Mountain range in Russia

Eastern Range (Восточный хребет,Vostochny Hrebet) is a mountain range on the Kamchatka Peninsula, Kamchatka Krai, Russian Far East. It is a complex range, mainly consisting of volcanic peaks. Together with the Middle Range, it is one of the two main mountain systems of the peninsula.

==Geography==
The Eastern Range stretches roughly from NNE to SSW for 600 km along the eastern part of the peninsula between the southern Karaginsky Gulf at the northern end and Avacha Bay at the southern. The highest point is Klyuchevskaya Sopka, a 4754 m-high stratovolcano. The range is made up of a number of separate ranges having steep western slopes and more gentle eastern ones. The central Kamchatka Depression, with the valley of the Kamchatka River, separates the Eastern Range from the Middle Range of the peninsula to the west. The main part of the Eastern Range is part of the East Kamchatka Anticline dating back to the Cenozoic orogeny, composed of Upper Cretaceous sediments and volcanic rocks, such as basalt and tuff.

===Subranges===
The system of the Eastern Range comprises a number of subranges, including the following:
- Kumroch Range, highest point 2346 m. The northernmost subrange.
- Tumrok Range, highest point 2334 m.
- Valagin Range, highest point 1794 m.
- Ganal Range, highest point 2277 m. The southernmost subrange.

Some geographic works include the Kluchevskaya group of volcanoes, highest point 4750 m, as well as the Gamchen Range, highest point 2576 m, as part of the Eastern Range. The first is located to the west of the Kumroch Range and the other to the east of the Tumrok Range.
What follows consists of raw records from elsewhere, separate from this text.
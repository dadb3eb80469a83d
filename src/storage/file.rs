// Copyright (c) 2026 Robert L. Snyder, Sierra Vista, AZ
// Licensed under the MIT License. See LICENSE file in the project root for details.

//! Directory-backed key-value store.
//!
//! Each key maps to `<dir>/<key>.json`. Writes go to a temporary file first
//! and are renamed into place. An optional quota bounds the total size of
//! the entry files in the directory.

use std::fs;
use std::io;
use std::path::{Path, PathBuf};

use anyhow::{Context, Result};

use super::KeyValueStore;
use crate::error::StorageError;

/// File store rooted at a directory
#[derive(Debug, Clone)]
pub struct FileStore {
    dir: PathBuf,
    quota_bytes: Option<usize>,
}

impl FileStore {
    /// Open (creating if needed) a store directory
    pub fn open<P: AsRef<Path>>(dir: P) -> Result<Self> {
        let dir = dir.as_ref().to_path_buf();
        fs::create_dir_all(&dir)
            .with_context(|| format!("Failed to create storage directory: {:?}", dir))?;
        Ok(Self {
            dir,
            quota_bytes: None,
        })
    }

    /// Refuse writes that would push the entries past `quota_bytes`
    pub fn with_quota(mut self, quota_bytes: Option<usize>) -> Self {
        self.quota_bytes = quota_bytes;
        self
    }

    /// Total size of the entry files, in bytes
    pub fn used_bytes(&self) -> io::Result<usize> {
        let mut total = 0;
        for entry in fs::read_dir(&self.dir)? {
            let path = entry?.path();
            if path.extension().is_some_and(|ext| ext == "json") {
                total += fs::metadata(&path)?.len() as usize;
            }
        }
        Ok(total)
    }

    fn check_quota(&self, key: &str, path: &Path, value: &str) -> Result<(), StorageError> {
        let Some(quota) = self.quota_bytes else {
            return Ok(());
        };
        let io_err = |source| StorageError::Io {
            key: key.to_string(),
            source,
        };
        let existing = match fs::metadata(path) {
            Ok(meta) => meta.len() as usize,
            Err(e) if e.kind() == io::ErrorKind::NotFound => 0,
            Err(e) => return Err(io_err(e)),
        };
        let others = self.used_bytes().map_err(io_err)?.saturating_sub(existing);
        let available = quota.saturating_sub(others);
        let needed = value.len();
        if needed > available {
            return Err(StorageError::QuotaExceeded { needed, available });
        }
        Ok(())
    }

    /// Directory holding the entries
    pub fn dir(&self) -> &Path {
        &self.dir
    }

    fn path_for(&self, key: &str) -> PathBuf {
        let file_name: String = key
            .chars()
            .map(|c| if c.is_ascii_alphanumeric() || c == '.' || c == '-' || c == '_' { c } else { '_' })
            .collect();
        self.dir.join(format!("{}.json", file_name))
    }
}

impl KeyValueStore for FileStore {
    fn get(&self, key: &str) -> Result<Option<String>, StorageError> {
        match fs::read_to_string(self.path_for(key)) {
            Ok(contents) => Ok(Some(contents)),
            Err(e) if e.kind() == io::ErrorKind::NotFound => Ok(None),
            Err(source) => Err(StorageError::Io {
                key: key.to_string(),
                source,
            }),
        }
    }

    fn set(&mut self, key: &str, value: &str) -> Result<(), StorageError> {
        let path = self.path_for(key);
        self.check_quota(key, &path, value)?;
        let tmp = path.with_extension("json.tmp");
        fs::write(&tmp, value)
            .and_then(|_| fs::rename(&tmp, &path))
            .map_err(|source| StorageError::Io {
                key: key.to_string(),
                source,
            })
    }
}
// Copyright (c) 2026 Robert L. Snyder, Sierra Vista, AZ
// Licensed under the MIT License. See LICENSE file in the project root for details.

//! Live key capture into recordings.
//!
//! The recorder is driven with explicit `now` readings (epoch milliseconds)
//! so it never touches a clock itself. Pausing does not freeze anything: on
//! resume the virtual start time is pushed forward by the length of the
//! pause, which keeps every offset continuous.

use std::collections::HashMap;

use tracing::{debug, info};

use super::{RecordedNote, Recording, RecordingMetadata, SoundConfig};
use crate::sequencer::TaskHandle;

/// Recording state
#[derive(Debug, Clone, Copy, PartialEq, Eq, Default)]
pub enum RecordingState {
    /// Not recording
    #[default]
    Idle,
    /// Actively recording
    Recording,
    /// Paused
    Paused,
}

/// What a key press did to the recorder
#[derive(Debug, Clone, Copy, PartialEq, Eq)]
pub enum NoteStartOutcome {
    /// Not recording (idle or paused)
    Ignored,
    /// Key is now tracked as active
    Tracked,
    /// The press arrived past the maximum duration; the caller must stop
    LimitReached,
}

/// Key press recorder
pub struct Recorder {
    /// Current state
    state: RecordingState,
    /// Shell materialized on start (id, name, creation time)
    draft: Option<Recording>,
    /// Finished notes, in release order
    notes: Vec<RecordedNote>,
    /// Active keys -> start offset
    active_notes: HashMap<String, u64>,
    /// Virtual start time, shifted forward by paused intervals
    start_time: u64,
    /// When the current pause began
    paused_at: Option<u64>,
    /// Maximum recording length in ms
    max_duration_ms: u64,
    /// Pending limit task, if one is registered
    limit_task: Option<TaskHandle>,
}

impl Recorder {
    /// Create a recorder with the given maximum duration
    pub fn new(max_duration_ms: u64) -> Self {
        Self {
            state: RecordingState::Idle,
            draft: None,
            notes: Vec::new(),
            active_notes: HashMap::new(),
            start_time: 0,
            paused_at: None,
            max_duration_ms,
            limit_task: None,
        }
    }

    /// Get current state
    pub fn state(&self) -> RecordingState {
        self.state
    }

    /// True while recording or paused
    pub fn is_active(&self) -> bool {
        self.state != RecordingState::Idle
    }

    /// True only while actively recording
    pub fn is_recording(&self) -> bool {
        self.state == RecordingState::Recording
    }

    /// Check if paused
    pub fn is_paused(&self) -> bool {
        self.state == RecordingState::Paused
    }

    /// The in-progress recording shell
    pub fn draft(&self) -> Option<&Recording> {
        self.draft.as_ref()
    }

    /// Finished notes captured so far
    pub fn notes(&self) -> &[RecordedNote] {
        &self.notes
    }

    /// Number of keys currently held
    pub fn active_count(&self) -> usize {
        self.active_notes.len()
    }

    /// Maximum recording length in ms
    pub fn max_duration_ms(&self) -> u64 {
        self.max_duration_ms
    }

    /// Change the maximum length. Applies from the next `start`.
    pub fn set_max_duration_ms(&mut self, ms: u64) {
        self.max_duration_ms = ms;
    }

    /// Elapsed recording time at `now`, pauses excluded
    pub fn elapsed(&self, now: u64) -> u64 {
        let reference = self.paused_at.unwrap_or(now);
        reference.saturating_sub(self.start_time)
    }

    /// Time left before the limit at `now`
    pub fn remaining(&self, now: u64) -> u64 {
        self.max_duration_ms.saturating_sub(self.elapsed(now))
    }

    /// Remember the limit task registered for this session
    pub fn set_limit_task(&mut self, handle: Option<TaskHandle>) {
        self.limit_task = handle;
    }

    /// Take the limit task handle, leaving none
    pub fn take_limit_task(&mut self) -> Option<TaskHandle> {
        self.limit_task.take()
    }

    /// Check whether `handle` is this session's limit task
    pub fn owns_limit_task(&self, handle: TaskHandle) -> bool {
        self.limit_task == Some(handle)
    }

    /// Start recording. Fails if a session is already in progress.
    pub fn start(&mut self, name: impl Into<String>, now: u64) -> bool {
        if self.is_active() {
            return false;
        }

        self.notes.clear();
        self.active_notes.clear();
        self.start_time = now;
        self.paused_at = None;
        self.draft = Some(Recording::new(name, now));
        self.state = RecordingState::Recording;

        if let Some(draft) = &self.draft {
            info!(id = %draft.id, name = %draft.name, "recording started");
        }
        true
    }

    /// Pause recording, closing every held key at `now`
    pub fn pause(&mut self, now: u64) -> bool {
        if self.state != RecordingState::Recording {
            return false;
        }

        self.flush_active(now);
        self.paused_at = Some(now);
        self.state = RecordingState::Paused;
        debug!(elapsed = self.elapsed(now), "recording paused");
        true
    }

    /// Resume a paused recording
    pub fn resume(&mut self, now: u64) -> bool {
        if self.state != RecordingState::Paused {
            return false;
        }

        if let Some(paused_at) = self.paused_at.take() {
            self.start_time += now.saturating_sub(paused_at);
        }
        self.state = RecordingState::Recording;
        debug!(elapsed = self.elapsed(now), "recording resumed");
        true
    }

    /// Finalize the session into a recording.
    ///
    /// Stopping while paused ends the recording where the pause began.
    pub fn stop(&mut self, now: u64) -> Option<Recording> {
        if !self.is_active() {
            return None;
        }

        self.flush_active(now);
        let duration = self.elapsed(now);
        let notes = std::mem::take(&mut self.notes);
        let mut recording = self.draft.take()?;

        recording.metadata = Some(RecordingMetadata::from_notes(&notes));
        recording.duration = duration;
        recording.notes = notes;

        self.state = RecordingState::Idle;
        self.paused_at = None;

        info!(
            id = %recording.id,
            notes = recording.notes.len(),
            duration_ms = recording.duration,
            "recording stopped"
        );
        Some(recording)
    }

    /// Record a key press.
    ///
    /// A second press on a key that is still held replaces the earlier start.
    pub fn note_start(&mut self, key: &str, sound: &SoundConfig, now: u64) -> NoteStartOutcome {
        if self.state != RecordingState::Recording {
            return NoteStartOutcome::Ignored;
        }

        let offset = self.elapsed(now);
        if offset > self.max_duration_ms {
            return NoteStartOutcome::LimitReached;
        }

        debug!(key, instrument = %sound.instrument, offset, "note start");
        self.active_notes.insert(key.to_string(), offset);
        NoteStartOutcome::Tracked
    }

    /// Record a key release, returning the finished note
    pub fn note_end(&mut self, key: &str, sound: &SoundConfig, now: u64) -> Option<RecordedNote> {
        if self.state != RecordingState::Recording {
            return None;
        }

        let start = self.active_notes.remove(key)?;
        let end = self.elapsed(now);
        let note = RecordedNote::new(start, key, sound.clone(), end.saturating_sub(start));
        debug!(key, timestamp = note.timestamp, duration = note.duration, "note recorded");
        self.notes.push(note.clone());
        Some(note)
    }

    /// Close every held key at `now` with the default sound descriptor
    fn flush_active(&mut self, now: u64) {
        if self.active_notes.is_empty() {
            return;
        }

        let end = self.elapsed(now);
        let mut held: Vec<(String, u64)> = self.active_notes.drain().collect();
        held.sort_by(|a, b| a.1.cmp(&b.1).then_with(|| a.0.cmp(&b.0)));

        for (key, start) in held {
            self.notes.push(RecordedNote::new(
                start,
                key,
                SoundConfig::default(),
                end.saturating_sub(start),
            ));
        }
    }
}

impl Default for Recorder {
    fn default() -> Self {
        Self::new(crate::config::DEFAULT_MAX_DURATION_MS)
    }
}

#[cfg(test)]
mod tests {
    use super::*;

    const T0: u64 = 1_700_000_000_000;

    fn cfg(instrument: &str) -> SoundConfig {
        SoundConfig::new(instrument, "A", 4, 440.0)
    }

    #[test]
    fn test_recorder_creation() {
        let recorder = Recorder::new(1_000);
        assert_eq!(recorder.state(), RecordingState::Idle);
        assert!(recorder.notes().is_empty());
        assert!(recorder.draft().is_none());
    }

    #[test]
    fn test_recorder_start_stop() {
        let mut recorder = Recorder::new(60_000);

        assert!(recorder.start("Take", T0));
        assert_eq!(recorder.state(), RecordingState::Recording);
        assert_eq!(recorder.draft().unwrap().created_at, T0);

        let recording = recorder.stop(T0 + 750).unwrap();
        assert_eq!(recorder.state(), RecordingState::Idle);
        assert_eq!(recording.name, "Take");
        assert_eq!(recording.duration, 750);
        assert!(recording.notes.is_empty());
    }

    #[test]
    fn test_start_twice_fails() {
        let mut recorder = Recorder::new(60_000);
        assert!(recorder.start("One", T0));
        let id = recorder.draft().unwrap().id.clone();

        assert!(!recorder.start("Two", T0 + 10));
        assert_eq!(recorder.draft().unwrap().id, id);
        assert_eq!(recorder.draft().unwrap().name, "One");
    }

    #[test]
    fn test_stop_when_idle() {
        let mut recorder = Recorder::new(60_000);
        assert!(recorder.stop(T0).is_none());
    }

    #[test]
    fn test_record_note() {
        let mut recorder = Recorder::new(60_000);
        recorder.start("Test", T0);

        assert_eq!(recorder.note_start("a", &cfg("piano"), T0), NoteStartOutcome::Tracked);
        let note = recorder.note_end("a", &cfg("piano"), T0 + 500).unwrap();
        assert_eq!(note.timestamp, 0);
        assert_eq!(note.duration, 500);

        let recording = recorder.stop(T0 + 500).unwrap();
        assert_eq!(recording.notes.len(), 1);
        assert!(recording.duration >= 500);
        assert_eq!(recording.metadata.unwrap().key_count, 1);
    }

    #[test]
    fn test_notes_in_release_order() {
        let mut recorder = Recorder::new(60_000);
        recorder.start("Overlap", T0);

        recorder.note_start("a", &cfg("piano"), T0 + 100);
        recorder.note_start("b", &cfg("piano"), T0 + 200);
        recorder.note_end("b", &cfg("piano"), T0 + 300);
        recorder.note_end("a", &cfg("piano"), T0 + 400);

        let keys: Vec<&str> = recorder.notes().iter().map(|n| n.key.as_str()).collect();
        assert_eq!(keys, vec!["b", "a"]);
        assert_eq!(recorder.notes()[1].timestamp, 100);
        assert_eq!(recorder.notes()[1].duration, 300);
    }

    #[test]
    fn test_note_end_without_start_is_noop() {
        let mut recorder = Recorder::new(60_000);
        recorder.start("Test", T0);

        assert!(recorder.note_end("z", &cfg("piano"), T0 + 100).is_none());
        assert!(recorder.notes().is_empty());
    }

    #[test]
    fn test_note_events_ignored_when_idle() {
        let mut recorder = Recorder::new(60_000);
        assert_eq!(recorder.note_start("a", &cfg("piano"), T0), NoteStartOutcome::Ignored);
        assert!(recorder.note_end("a", &cfg("piano"), T0 + 5).is_none());
    }

    #[test]
    fn test_retrigger_overwrites_start() {
        let mut recorder = Recorder::new(60_000);
        recorder.start("Retrigger", T0);

        recorder.note_start("a", &cfg("piano"), T0 + 100);
        recorder.note_start("a", &cfg("piano"), T0 + 300);
        assert_eq!(recorder.active_count(), 1);

        let note = recorder.note_end("a", &cfg("piano"), T0 + 400).unwrap();
        assert_eq!(note.timestamp, 300);
        assert_eq!(note.duration, 100);
        assert_eq!(recorder.notes().len(), 1);
    }

    #[test]
    fn test_pause_flushes_with_default_sound() {
        let mut recorder = Recorder::new(60_000);
        recorder.start("Flush", T0);

        recorder.note_start("b", &cfg("synth"), T0 + 200);
        recorder.note_start("a", &cfg("synth"), T0 + 100);
        assert!(recorder.pause(T0 + 500));
        assert_eq!(recorder.active_count(), 0);

        let notes = recorder.notes();
        assert_eq!(notes.len(), 2);
        assert_eq!(notes[0].key, "a");
        assert_eq!(notes[0].duration, 400);
        assert_eq!(notes[1].key, "b");
        assert_eq!(notes[1].duration, 300);
        assert!(notes.iter().all(|n| n.sound_config == SoundConfig::default()));
    }

    #[test]
    fn test_pause_resume_excludes_gap() {
        let mut recorder = Recorder::new(60_000);
        recorder.start("Gap", T0);

        assert!(recorder.pause(T0 + 1_000));
        assert!(!recorder.pause(T0 + 1_100));
        assert!(recorder.resume(T0 + 5_000));
        assert!(!recorder.resume(T0 + 5_100));

        recorder.note_start("a", &cfg("piano"), T0 + 5_500);
        recorder.note_end("a", &cfg("piano"), T0 + 6_000);

        let recording = recorder.stop(T0 + 6_000).unwrap();
        assert_eq!(recording.duration, 2_000);
        assert_eq!(recording.notes[0].timestamp, 1_500);
        assert_eq!(recording.notes[0].duration, 500);
    }

    #[test]
    fn test_notes_ignored_while_paused() {
        let mut recorder = Recorder::new(60_000);
        recorder.start("Paused", T0);
        recorder.pause(T0 + 100);

        assert_eq!(recorder.note_start("a", &cfg("piano"), T0 + 200), NoteStartOutcome::Ignored);
        assert!(recorder.note_end("a", &cfg("piano"), T0 + 300).is_none());
    }

    #[test]
    fn test_stop_while_paused_ends_at_pause() {
        let mut recorder = Recorder::new(60_000);
        recorder.start("Paused stop", T0);
        recorder.pause(T0 + 800);

        let recording = recorder.stop(T0 + 10_000).unwrap();
        assert_eq!(recording.duration, 800);
    }

    #[test]
    fn test_stop_flushes_held_keys() {
        let mut recorder = Recorder::new(60_000);
        recorder.start("Held", T0);
        recorder.note_start("c", &cfg("organ"), T0 + 250);

        let recording = recorder.stop(T0 + 1_000).unwrap();
        assert_eq!(recording.notes.len(), 1);
        assert_eq!(recording.notes[0].duration, 750);
        assert_eq!(recording.metadata.unwrap().instruments_used, vec!["piano".to_string()]);
    }

    #[test]
    fn test_note_start_past_limit() {
        let mut recorder = Recorder::new(1_000);
        recorder.start("Limit", T0);

        assert_eq!(recorder.note_start("a", &cfg("piano"), T0 + 1_000), NoteStartOutcome::Tracked);
        assert_eq!(recorder.note_start("b", &cfg("piano"), T0 + 1_001), NoteStartOutcome::LimitReached);
        assert_eq!(recorder.active_count(), 1);
    }

    #[test]
    fn test_remaining_budget() {
        let mut recorder = Recorder::new(1_000);
        recorder.start("Budget", T0);
        recorder.pause(T0 + 300);
        recorder.resume(T0 + 900);
        assert_eq!(recorder.remaining(T0 + 1_000), 600);
    }

    #[test]
    fn test_new_session_resets_notes() {
        let mut recorder = Recorder::new(60_000);
        recorder.start("First", T0);
        recorder.note_start("a", &cfg("piano"), T0);
        recorder.note_end("a", &cfg("piano"), T0 + 10);
        recorder.stop(T0 + 10);

        recorder.start("Second", T0 + 100);
        assert!(recorder.notes().is_empty());
        let recording = recorder.stop(T0 + 200).unwrap();
        assert!(recording.notes.is_empty());
    }
}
The Eastern Kamchatka zone of recent and ongoing volcanic eruptions is around the area where the Valagin and the Tumrok ranges meet, with a number of active volcanoes, such as the Kizimen, Shiveluch, and Karymskaya Sopka.

==Flora==

The lower parts of the slopes of the Eastern Range are covered in birch and fir forests and dwarf cedar shrub, as well as rhododendron.